The development phase
The development of the basic concept and the curriculum is accompanied by the Research Data Working Group of the U Bremen Research Alliance, in which all member institutions are represented by representatives. After an intensive external research on existing training concepts and curricula, a qualitative survey of the status quo and training demands in the U Bremen Research Alliance was carried out in 2020. In more than 70 guided interviews, competence needs in Research Data Management and Data Science were assessed among members of different status groups and sectors (management, infrastructure and research). The focus was on (senior) scientists from all scientific disciplines, representatives of the research data repositories located in Bremen (PANGAEA, Qualiservice) and coordinators of internal and external graduate programs who are able to derive qualification needs from their daily work.
The qualitative approach was complemented by a quantitative survey. On the one hand, the information from the surveys forms the basis for the development of the target group-specific data train concept and the curriculum. On the other hand, they are the basis for future topic-related activities (e.g., support services, cooperation projects, etc.) in the U Bremen Research Alliance.
The Data Train model
Data Train is currently composed of two training components:
Courses (curriculum, arranged in "Tracks”)

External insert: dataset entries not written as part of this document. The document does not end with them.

use axum::{
    body::Bytes,
    extract::{
        rejection::{JsonRejection, PathRejection, QueryRejection},
        Multipart, Path, Query, State,
    },
    Json,
};
use axum_extra::extract::{Query as MultiQuery, QueryRejection as MultiQueryRejection};
use serde::{de::DeserializeOwned, Deserialize, Serialize};

use crate::auth::Caller;
use crate::constants::*;
use crate::error::{AppError, Result};
use crate::models::{
    CreateFamilyRequest, FamilyAuthorityRequest, FamilyCreated, FamilyCreatedNickname,
    FamilyMember, FamilyView, InviteCodeRequest, MyFamily, UpdateFamilyRequest,
};
use crate::response::ApiResponse;
use crate::routes::validation::parse_user_ids;
use crate::AppState;

/// Multipart part carrying the representative image
const REPRESENT_IMG_PART: &str = "representImg";
/// Multipart part carrying the JSON body of a create request
const CREATE_FAMILY_PART: &str = "postFamilyReq";
/// Multipart part carrying the JSON body of an update request
const UPDATE_FAMILY_PART: &str = "familyUpdateReq";

type Envelope<T> = Json<ApiResponse<T>>;

#[derive(Debug, Deserialize)]
#[serde(rename_all = "camelCase")]
pub struct MembersQuery {
    #[serde(default = "default_include_self")]
    pub include_self: bool,
}

fn default_include_self() -> bool {
    true
}

/// `userIds` may be repeated (`?userIds=1&userIds=2`) or hold a list (`?userIds=1,2`)
#[derive(Debug, Deserialize)]
#[serde(rename_all = "camelCase")]
pub struct UserIdsQuery {
    #[serde(default)]
    pub user_ids: Vec<String>,
}

#[derive(Debug, Deserialize)]
#[serde(rename_all = "camelCase")]
pub struct UploadCycleQuery {
    pub upload_cycle: i32,
}

#[derive(Debug, Serialize)]
#[serde(rename_all = "camelCase")]
pub struct AuthorityResponse {
    pub is_owner: bool,
}

#[derive(Debug, Serialize)]
pub struct MyFamiliesResponse {
    pub count: usize,
    pub list: Vec<MyFamily>,
}

struct Upload {
    bytes: Bytes,
    content_type: Option<String>,
}

/// Split a multipart family form into its JSON request part and optional image
async fn read_family_form<T: DeserializeOwned>(
    mut multipart: Multipart,
    request_part: &str,
) -> Result<(T, Option<Upload>)> {
    let mut request = None;
    let mut image = None;

    while let Some(field) = multipart.next_field().await? {
        let name = field.name().unwrap_or_default().to_string();
        if name == REPRESENT_IMG_PART {
            let content_type = field.content_type().map(str::to_string);
            let bytes = field.bytes().await?;
            image = Some(Upload {
                bytes,
                content_type,
            });
        } else if name == request_part {
            let bytes = field.bytes().await?;
            let parsed = serde_json::from_slice::<T>(&bytes).map_err(|e| {
                AppError::invalid_input(format!("Invalid {} part: {}", request_part, e))
            })?;
            request = Some(parsed);
        }
    }

    let request = request
        .ok_or_else(|| AppError::invalid_input(format!("Missing {} part", request_part)))?;
    Ok((request, image))
}

/// Create a family
///
/// POST /families/family (multipart: `representImg` + `postFamilyReq`)
pub async fn create_family(
    State(state): State<AppState>,
    Caller(caller): Caller,
    multipart: Multipart,
) -> Result<Envelope<FamilyCreated>> {
    let (request, image) =
        read_family_form::<CreateFamilyRequest>(multipart, CREATE_FAMILY_PART).await?;
    let image = image.ok_or_else(|| {
        AppError::invalid_input(format!("Missing {} part", REPRESENT_IMG_PART))
    })?;

    let represent_img = state
        .images
        .store(&image.bytes, image.content_type.as_deref())
        .await?;
    let created = state
        .families
        .create_family(caller, request, represent_img)
        .await?;

    Ok(ApiResponse::ok(created))
}

/// GET /families/:family_id
pub async fn get_family(
    State(state): State<AppState>,
    path: std::result::Result<Path<i64>, PathRejection>,
) -> Result<Envelope<FamilyView>> {
    let Path(family_id) = path?;
    Ok(ApiResponse::ok(state.families.get_family(family_id).await?))
}

/// Caller nickname and family creation date
///
/// GET /families/:family_id/created
pub async fn get_family_created_nickname(
    State(state): State<AppState>,
    Caller(caller): Caller,
    path: std::result::Result<Path<i64>, PathRejection>,
) -> Result<Envelope<FamilyCreatedNickname>> {
    let Path(family_id) = path?;
    let res = state
        .families
        .get_family_created_nickname(caller, family_id)
        .await?;
    Ok(ApiResponse::ok(res))
}

/// GET /families/:family_id/users?includeSelf=bool
pub async fn get_family_all_members(
    State(state): State<AppState>,
    Caller(caller): Caller,
    path: std::result::Result<Path<i64>, PathRejection>,
    query: std::result::Result<Query<MembersQuery>, QueryRejection>,
) -> Result<Envelope<Vec<FamilyMember>>> {
    let Path(family_id) = path?;
    let Query(query) = query?;
    let members = state
        .families
        .get_family_all_members(family_id, query.include_self, caller)
        .await?;
    Ok(ApiResponse::ok(members))
}

/// POST /families/inviteCode
pub async fn get_family_by_invite_code(
    State(state): State<AppState>,
    payload: std::result::Result<Json<InviteCodeRequest>, JsonRejection>,
) -> Result<Envelope<FamilyView>> {
    let Json(payload) = payload?;
    let family = state
        .families
        .get_family_by_invite_code(&payload.invite_code)
        .await?;
    Ok(ApiResponse::ok(family))
}

/// POST /families/:family_id/join
pub async fn join_family(
    State(state): State<AppState>,
    Caller(caller): Caller,
    path: std::result::Result<Path<i64>, PathRejection>,
) -> Result<Envelope<&'static str>> {
    let Path(family_id) = path?;
    state.families.join_family(caller, family_id).await?;
    Ok(ApiResponse::ok(MSG_JOINED))
}

/// POST /families/:family_id/invitations?userIds=1,2
pub async fn invite_user(
    State(state): State<AppState>,
    Caller(caller): Caller,
    path: std::result::Result<Path<i64>, PathRejection>,
    query: std::result::Result<MultiQuery<UserIdsQuery>, MultiQueryRejection>,
) -> Result<Envelope<&'static str>> {
    let Path(family_id) = path?;
    let MultiQuery(query) = query?;
    let user_ids = parse_user_ids(query.user_ids.as_slice())?;

    state
        .families
        .invite_user(caller, &user_ids, family_id)
        .await?;
    Ok(ApiResponse::ok(MSG_INVITED))
}

/// PATCH /families/:family_id/invitations/accept
pub async fn accept_family(
    State(state): State<AppState>,
    Caller(caller): Caller,
    path: std::result::Result<Path<i64>, PathRejection>,
) -> Result<Envelope<&'static str>> {
    let Path(family_id) = path?;
    state.families.accept_family(caller, family_id).await?;
    Ok(ApiResponse::ok(MSG_ACCEPTED))
}

/// PATCH /families/:family_id/invitations/reject
pub async fn reject_family(
    State(state): State<AppState>,
    Caller(caller): Caller,
    path: std::result::Result<Path<i64>, PathRejection>,
) -> Result<Envelope<&'static str>> {
    let Path(family_id) = path?;
    state.families.reject_family(caller, family_id).await?;
    Ok(ApiResponse::ok(MSG_REJECTED))
}

/// PATCH /families/:family_id?uploadCycle=int
pub async fn update_upload_cycle(
    State(state): State<AppState>,
    Caller(caller): Caller,
    path: std::result::Result<Path<i64>, PathRejection>,
    query: std::result::Result<Query<UploadCycleQuery>, QueryRejection>,
) -> Result<Envelope<&'static str>> {
    let Path(family_id) = path?;
    let Query(query) = query?;
    state
        .families
        .update_upload_cycle(caller, family_id, query.upload_cycle)
        .await?;
    Ok(ApiResponse::ok(MSG_UPLOAD_CYCLE_UPDATED))
}

/// Delete a family with its memberships, posts and comments
///
/// DELETE /families/:family_id
pub async fn delete_family(
    State(state): State<AppState>,
    Caller(caller): Caller,
    path: std::result::Result<Path<i64>, PathRejection>,
) -> Result<Envelope<&'static str>> {
    let Path(family_id) = path?;
    state.families.delete_family(caller, family_id).await?;
    Ok(ApiResponse::ok(MSG_FAMILY_DELETED))
}

/// Update name and, when a new image is attached, the representative image
///
/// PATCH /families/:family_id/update (multipart: `familyUpdateReq` + optional `representImg`)
pub async fn update_family(
    State(state): State<AppState>,
    Caller(caller): Caller,
    path: std::result::Result<Path<i64>, PathRejection>,
    multipart: Multipart,
) -> Result<Envelope<FamilyView>> {
    let Path(family_id) = path?;
    let (request, image) =
        read_family_form::<UpdateFamilyRequest>(multipart, UPDATE_FAMILY_PART).await?;

    let represent_img = match image {
        Some(upload) => Some(
            state
                .images
                .store(&upload.bytes, upload.content_type.as_deref())
                .await?,
        ),
        None => None,
    };

    let family = state
        .families
        .update_family(caller, family_id, request, represent_img)
        .await?;
    Ok(ApiResponse::ok(family))
}

/// DELETE /families/:family_id/withdraw
pub async fn withdraw_family(
    State(state): State<AppState>,
    Caller(caller): Caller,
    path: std::result::Result<Path<i64>, PathRejection>,
) -> Result<Envelope<&'static str>> {
    let Path(family_id) = path?;
    state.families.withdraw_family(caller, family_id).await?;
    Ok(ApiResponse::ok(MSG_WITHDRAWN))
}

/// Forced removal
///
/// DELETE /families/:family_id/users?userIds=1,2
pub async fn emission_family(
    State(state): State<AppState>,
    Caller(caller): Caller,
    path: std::result::Result<Path<i64>, PathRejection>,
    query: std::result::Result<MultiQuery<UserIdsQuery>, MultiQueryRejection>,
) -> Result<Envelope<&'static str>> {
    let Path(family_id) = path?;
    let MultiQuery(query) = query?;
    let user_ids = parse_user_ids(query.user_ids.as_slice())?;

    state
        .families
        .emission_family(caller, family_id, &user_ids)
        .await?;
    Ok(ApiResponse::ok(MSG_MEMBERS_REMOVED))
}

/// PATCH /families/:family_id/authority
pub async fn change_family_authority(
    State(state): State<AppState>,
    Caller(caller): Caller,
    path: std::result::Result<Path<i64>, PathRejection>,
    payload: std::result::Result<Json<FamilyAuthorityRequest>, JsonRejection>,
) -> Result<Envelope<&'static str>> {
    let Path(family_id) = path?;
    let Json(payload) = payload?;
    state
        .families
        .change_family_authority(caller, family_id, payload)
        .await?;
    Ok(ApiResponse::ok(MSG_AUTHORITY_CHANGED))
}

/// GET /families/:family_id/authority
pub async fn get_family_authority(
    State(state): State<AppState>,
    Caller(caller): Caller,
    path: std::result::Result<Path<i64>, PathRejection>,
) -> Result<Envelope<AuthorityResponse>> {
    let Path(family_id) = path?;
    let is_owner = state
        .families
        .get_family_authority(caller, family_id)
        .await?;
    Ok(ApiResponse::ok(AuthorityResponse { is_owner }))
}

/// GET /families/myfamilies
pub async fn get_my_families(
    State(state): State<AppState>,
    Caller(caller): Caller,
) -> Result<Envelope<MyFamiliesResponse>> {
    let list = state.families.get_my_families(caller).await?;
    Ok(ApiResponse::ok(MyFamiliesResponse {
        count: list.len(),
        list,
    }))
}

/// GET /families/:family_id/famillyName
pub async fn get_family_name(
    State(state): State<AppState>,
    Caller(caller): Caller,
    path: std::result::Result<Path<i64>, PathRejection>,
) -> Result<Envelope<String>> {
    let Path(family_id) = path?;
    let name = state.families.get_family_name(caller, family_id).await?;
    Ok(ApiResponse::ok(name))
}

Invited talks from the private sector and academia ("Data Stories")
The Data Train training program is offered to doctoral researchers across institutes and disciplines, parallel to doctoral studies and structured doctoral programs. Due to the limited time resources and the differing amount of previous knowledge doctoral researchers have, and their strongly varying thematic orientation, the curriculum should:
Focus on basic, discipline-agnostic competencies in Research Data Management (RDM) and DS
Be flexible and offered on a voluntary basis
In terms of content, the curriculum covers the entire data value chain, i.e., all the steps of the data life cycle, including Data science applications, as shown in Stodden (2020). The skill set concentrates on competences researchers need. The individual courses are structurally oriented to the data value chain, but can also stand alone. This allows uncomplicated modifications of the curriculum and gives the PhD students the possibility to select courses (“course picking principle”). In addition, the courses are divided according to their level of difficulty and the field of competence
Accordingly, there are three training paths, consisting of individual courses, (in the following referred to as "tracks"), which doctoral students can follow: a path for beginners ("Starter Track", level 1: “understand”) with overview lectures on superordinate topics of both topics of both fields of competence and two tracks ("Operator Tracks", level 2 “apply”) with hands-on workshops, thematically divided into the "Data Steward Track" and the "Data Scientist Track" (see figure below).
The Starter Track is intended to introduce doctoral researchers to the overarching topics of both fields of competence (RDM and DS) and to convey basic knowledge in an overview-like manner (lectures of 2-3 hours). It serves as a guide for the selection of the more time-consuming workshops of the operator tracks (average duration: 2-3 days) and therefore takes place at the beginning of each run of the curriculum.
For the conceptual design of the operator tracks, it is necessary to identify the core competencies of both fields along the data value chain. The operator tracks therefore take place one after the other.
Selection of the trained competences
The tasks of a data steward differ depending on the discipline, the area of application within science and local conditions. There is agreement that data stewards should implement the FAIR principles. The FAIR "data culture," according to Scholten et al. (2019), needs to be implemented in different sectors of science: A) Infrastructure, B) Management (higher-level policy), C) research.
Following this approach, the Data Train training focuses on the research sector and the essential competencies in a target group-specific manner, that researchers need for the FAIR handling of data: Programming skills (R, Python, MATLAB), workflows in FDM (Data management plans, reproducibility, data preparation/processing), innovative software and IT applications (database skills, data provision or extraction from online platforms) - especially also for collaborative work (Git/GitHub). The training provided as part of the data steward track is not equivalent to training for professional data stewards. The training for professional, subject-specific data stewards, who act in an advisory and coordinating way in scientific institutions is not (entirely) covered by the Data Train program.
Data scientists need competencies in statistics, mathematics, computer science, as well as the respective domain expertise (see figure below). The thematic selection of such competencies is based on the conducted status quo and demand assessment in the U Bremen Research Alliance as well as existing curricula and position papers (e.g. position paper of the Society of Computer Science, FAIRsFAIR and EDISON competence framework). Incorporating the needs formulations into the selection of curricular content results in that this is in a certain way specific to the research and requirement spectrum present in Bremen (quantitative analysis methods, machine learning (ML) methods, deep learning methods, methods to evaluate techniques, algorithms and results, data visualization and visual analytics).
In addition, "critical thinking" deemed necessary to appropriately and responsible decision-making about the processing, sharing, and use of data is fostered and therefore, an important component of the entire curriculum addressed by all three tracks (e.g. philosophical reflections on data science, meaningfulness of data, digital ethics, asking right research questions in data science, evaluating AI/ML algorithms, philosophical issues related to data visualization).
A cross disciplines, a common language should be established that is aware of potential limitations and difficulties. This leads to more informed acceptance and openness to novel working paths, research approaches and technologies. The ethical and legal frameworks of both, RDM and Data Science, should be conveyed.